According to the Centers for Disease Control and Prevention(CDC,) there were 30,000 American deaths from alcohol-induced causes in 2014.
The CDC report notes that the deaths included alcohol poisoning and cirrhosis, liver damage primarily caused by drinking.
In an article published by Medical Daily, that information translates to 9.6 deaths from alcohol-induced causes per 100,000 people, a figure that has risen 37 percent since 2002. These alarming numbers don’t even include deaths from drunk driving, and other accidents or homicides committed under the influence of alcohol.
According to Philip J. Cook, a Duke University professor who studies alcohol consumption patterns, when you factor in deaths directly or indirectly caused by alcohol would cause the number of annual deaths to rise to around 90,000. Per-capita alcohol consumption has been rising nationally since the late 1990s.
The number of Americans who drink at least once per month rose by a small but significant amount between 2002 and 2014, from 54.9 percent to 56.9 percent, according to data from the Substance Abuse and Mental Health Services Administration. This change occurred most significantly in women—the percentage of women drinking at least monthly rose from 47.9 to 51.9 during the years examined. The women also reported higher rates of binge drinking, which is defined as five or more drinks on one occasion.

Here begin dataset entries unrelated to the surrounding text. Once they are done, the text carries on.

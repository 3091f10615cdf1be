//! Authprobe - probe runner for a local auth gateway
//!
//! Wires the application use cases to the infrastructure adapters and
//! renders the outcome for the terminal.

pub mod catalog;
pub mod cli;
pub mod reporter;

use std::sync::Arc;

use anyhow::Context;
use authprobe_application::{
    ConfigError, ConfigSource, LoadConfiguration, LoadedConfiguration, NoopObserver, RunScenario,
    ScenarioObserver,
};
use authprobe_domain::{ProbeConfig, RunSummary, Scenario};
use authprobe_infrastructure::{ReqwestHttpClient, SystemClock, TestRunner, TokioFileSystem};

use crate::cli::Cli;
use crate::reporter::ConsoleReporter;

/// Loads the configuration from disk, copying the template if needed.
///
/// # Errors
///
/// Returns an error if neither the file nor the template can be read.
pub async fn load_configuration(source: &ConfigSource) -> Result<LoadedConfiguration, ConfigError> {
    LoadConfiguration::new(Arc::new(TokioFileSystem::new()))
        .execute(source)
        .await
}

/// Runs `scenario` against the live services, reporting to `observer`.
///
/// # Errors
///
/// Returns an error if the HTTP client cannot be built or the scenario is
/// malformed. Failing probes are recorded in the summary instead.
pub async fn run_scenario<O: ScenarioObserver>(
    scenario: &Scenario,
    config: &ProbeConfig,
    observer: &O,
) -> anyhow::Result<RunSummary> {
    let client = ReqwestHttpClient::new().context("failed to build HTTP client")?;
    let runner = RunScenario::new(
        Arc::new(client),
        Arc::new(TestRunner::new()),
        Arc::new(SystemClock::new()),
    );
    runner
        .execute(scenario, config, observer)
        .await
        .with_context(|| format!("scenario '{}' could not run", scenario.name))
}

/// Runs the scenario selected on the command line and prints the outcome.
///
/// # Errors
///
/// See [`run_scenario`]; also fails if the JSON summary cannot be encoded.
pub async fn run(cli: &Cli, loaded: &LoadedConfiguration) -> anyhow::Result<RunSummary> {
    let scenario = cli.scenario.build(&loaded.config);

    if cli.json {
        let summary = run_scenario(&scenario, &loaded.config, &NoopObserver).await?;
        let rendered =
            serde_json::to_string_pretty(&summary).context("failed to encode run summary")?;
        ConsoleReporter::stdout().line(rendered);
        return Ok(summary);
    }

    let reporter = ConsoleReporter::stdout();
    print_environment(&reporter, cli, loaded);
    run_scenario(&scenario, &loaded.config, &reporter).await
}

/// Prints the configuration check shown before a run.
pub fn print_environment<W: std::io::Write + Send>(
    reporter: &ConsoleReporter<W>,
    cli: &Cli,
    loaded: &LoadedConfiguration,
) {
    if loaded.created_from_template {
        reporter.line(format_args!(
            "Created {} from {}; review the copied values before relying on them.",
            cli.env_file.display(),
            cli.env_template.display()
        ));
    }
    let config = &loaded.config;
    reporter.line("Environment check:");
    reporter.line(format_args!("  ANON_KEY: {}", config.api_key_preview()));
    reporter.line(format_args!("  Gateway: {}", config.topology.gateway.base_url()));
    reporter.line(format_args!("  Auth service: {}", config.topology.auth_service.base_url()));
    reporter.line(format_args!("  Test account: {}", config.credentials.email));
    for warning in &loaded.warnings {
        reporter.line(format_args!(
            "  ignored {}={} ({}), using default",
            warning.key, warning.value, warning.reason
        ));
    }
}

/// Prints the built-in scenarios.
pub fn print_catalog<W: std::io::Write + Send>(reporter: &ConsoleReporter<W>) {
    let config = ProbeConfig::default();
    for name in catalog::ScenarioName::ALL {
        let scenario = name.build(&config);
        let steps: Vec<&str> = scenario.steps().map(|s| s.name.as_str()).collect();
        reporter.line(format_args!(
            "{:<14} {} [{}]",
            name.as_str(),
            scenario.description,
            steps.join(", ")
        ));
    }
}

#[cfg(test)]
#[allow(clippy::unwrap_used)]
mod tests {
    use super::*;
    use authprobe_domain::EnvFile;
    use clap::Parser;

    #[test]
    fn environment_check_previews_key() {
        let cli = Cli::try_parse_from(["authprobe"]).unwrap();
        let mut env = EnvFile::new();
        env.insert("ANON_KEY", "eyJhbGciOiJIUzI1NiIsInR5cCI6IkpXVCJ9.payload");
        let (config, warnings) = ProbeConfig::from_env(&env);
        let loaded = LoadedConfiguration {
            env,
            config,
            warnings,
            created_from_template: true,
        };

        let reporter = ConsoleReporter::new(Vec::new());
        print_environment(&reporter, &cli, &loaded);
        let out = String::from_utf8(reporter.into_inner()).unwrap();

        assert!(out.contains("Created .env from .env.example"));
        assert!(out.contains("ANON_KEY: eyJhbGciOiJIUzI1NiIs..."));
        assert!(out.contains("Gateway: http://localhost:8000"));
    }

    #[test]
    fn missing_key_is_reported() {
        let cli = Cli::try_parse_from(["authprobe"]).unwrap();
        let loaded = LoadedConfiguration {
            env: EnvFile::new(),
            config: ProbeConfig::default(),
            warnings: Vec::new(),
            created_from_template: false,
        };

        let reporter = ConsoleReporter::new(Vec::new());
        print_environment(&reporter, &cli, &loaded);
        let out = String::from_utf8(reporter.into_inner()).unwrap();

        assert!(out.contains("ANON_KEY: NOT FOUND"));
        assert!(!out.contains("Created"));
    }

    #[test]
    fn catalog_lists_every_scenario() {
        let reporter = ConsoleReporter::new(Vec::new());
        print_catalog(&reporter);
        let out = String::from_utf8(reporter.into_inner()).unwrap();

        for name in catalog::ScenarioName::ALL {
            assert!(out.contains(name.as_str()));
        }
        assert!(out.contains("signup, login, user-info, profiles"));
    }
}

Somewhat predictably, the heaviest drinkers are at greatest risk for alcohol-induced causes of mortality. Prior research by Cook demonstrated that the top 10 percent of American adults consume the majority of alcohol in the country — an astonishing 74 drinks per week on average. For those who drink less, the line between moderate and dangerous can be a thin one. Research has shown one to two drinks a day is associated with health benefits and a decreased risk of mortality, but just a little more can have the opposite effect.
Patterns of alcohol use and deaths vary widely from state to state, for reasons that are sometimes unknown. Also, alcohol-related deaths and drug-related deaths often follow very different patterns, contrary to what one might think.
For example, the rate of alcohol-related deaths in New Jersey was the third-lowest in the U.S. last year, and the rate in Pennsylvania was sixth-lowest. The same set of federal data, however, shows that Pennsylvania had the sixth-highest rate of drug overdose deaths 921.4 per 100,000 (and continuing to rise), while New Jersey’s drug-death rate was down in 2014, just below the national average.
Drug fatality rates tend to be higher in the suburban counties of both states, while alcohol death rates are lower. In cities, the relationship is reversed.
In recent years, public health experts have targeted deaths from prescription painkillers, which have risen significantly since the early 2000s. No such public health effort was mounted in response to alcohol deaths, despite the fact that in 2014 more people died from alcohol-induced causes (30,722) than from overdoses of prescription painkillers and heroin combined (28,647).
Though alcohol has been integrated into society as an acceptable substance, research such as this throws our choices into question. Why do we so readily welcome alcohol into our lives, but shun other drugs? Especially when some of them have been shown to be less toxic?
Some researchers hope public health officials will focus their efforts more on the dangers posed by alcohol in the future, rather than on the dangers of less toxic drugs, such as marijuana and LSD.